Las dos mujeres rieron por un momento. Conversaron
de sus vidas, de sus matrimonios, de sus familias, de sus destinos y sus para
qué. Compartieron teléfonos y buenos deseos.
─Me gustaría que los morochos conocieran a su tía.
Federico y tú están invitados a pasar las fiestas navideñas en nuestra casa en León.
Estaré feliz de atenderles, ¡ya verás lo bien que la vamos a pasar!
─Me encantará conocerles igual que a tu esposo. Cuando
pases por Guadalajara, llámame; podríamos almorzar juntas y conocerás a
Federico.
Luego, Elsa preguntó:
─¿Y tu salud? ¿Ya estás bien o sigues siendo…? ─la
mujer frenó el desagradable comentario que había comenzado a hacer.
─¿Un catálogo de enfermedades? No, ya estoy bien.
Tampoco soy “Elisita la pobrecita”. ─Elisa forzó una sonrisa y sujetó
fuertemente su bolso; pero en el intento se resbaló el paquete de la merienda y
terminó cayendo el bolso al piso, desparramando de su interior varias cajas y
frascos de medicina. Entonces, se volcó al piso tratando de evitar que su
hermana los viera; pero ya ella se había levantado de su asiento, recogió los
frascos que habían caído más lejos y se los entregó. La ayudó a incorporarse y
volvió a sentarse.
Las dos miraron lo sucias que habían quedado las
manos de Elisa al contacto con el piso. Elsa sacó de su cartera un paquete de
toallitas húmedas, lo destapó y pasó una a su hermana. Sacó una segunda toalla
y limpió sus propias manos. Mirando a Elisa que aún se encontraba contrariada,
dijo:
─¡Vamos, mujer, que no es pecado cuidarse! Tampoco quiero
que cuando vayas a casa seas un catálogo de virus y bacterias, ¡ja ja!

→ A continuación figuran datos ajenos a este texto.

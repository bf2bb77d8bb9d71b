//! Shared wrapper for the cluster shell.

use alloc::sync::Arc;

use spin::RwLock;

use super::ClusterShell;

/// Clonable handle serialising access to a [`ClusterShell`].
///
/// The shell itself takes `&mut self`; this wrapper is the single lock
/// through which the driver and inbound connection tasks reach it.
pub struct ClusterShellShared {
  inner: Arc<RwLock<ClusterShell>>,
}

impl ClusterShellShared {
  /// Wraps a shell for shared access.
  #[must_use]
  pub fn new(shell: ClusterShell) -> Self {
    Self { inner: Arc::new(RwLock::new(shell)) }
  }

  /// Runs `f` with shared read access to the shell.
  pub fn with_read<R>(&self, f: impl FnOnce(&ClusterShell) -> R) -> R {
    let guard = self.inner.read();
    f(&guard)
  }

  /// Runs `f` with exclusive access to the shell.
  pub fn with_write<R>(&self, f: impl FnOnce(&mut ClusterShell) -> R) -> R {
    let mut guard = self.inner.write();
    f(&mut guard)
  }
}

impl Clone for ClusterShellShared {
  fn clone(&self) -> Self {
    Self { inner: self.inner.clone() }
  }
}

Elisa se relajó y sonrió. Miró a su hermana:
─Fue muy afortunado que coincidiéramos aquí e
hiciéramos las paces. Me acabo de dar cuenta que siempre me hizo falta contar
contigo. La vida hubiera sido más fácil.
─No siempre más fácil significa más feliz. La vida
ha sido buena con las dos. Y creo que cada una es dichosa, a su manera.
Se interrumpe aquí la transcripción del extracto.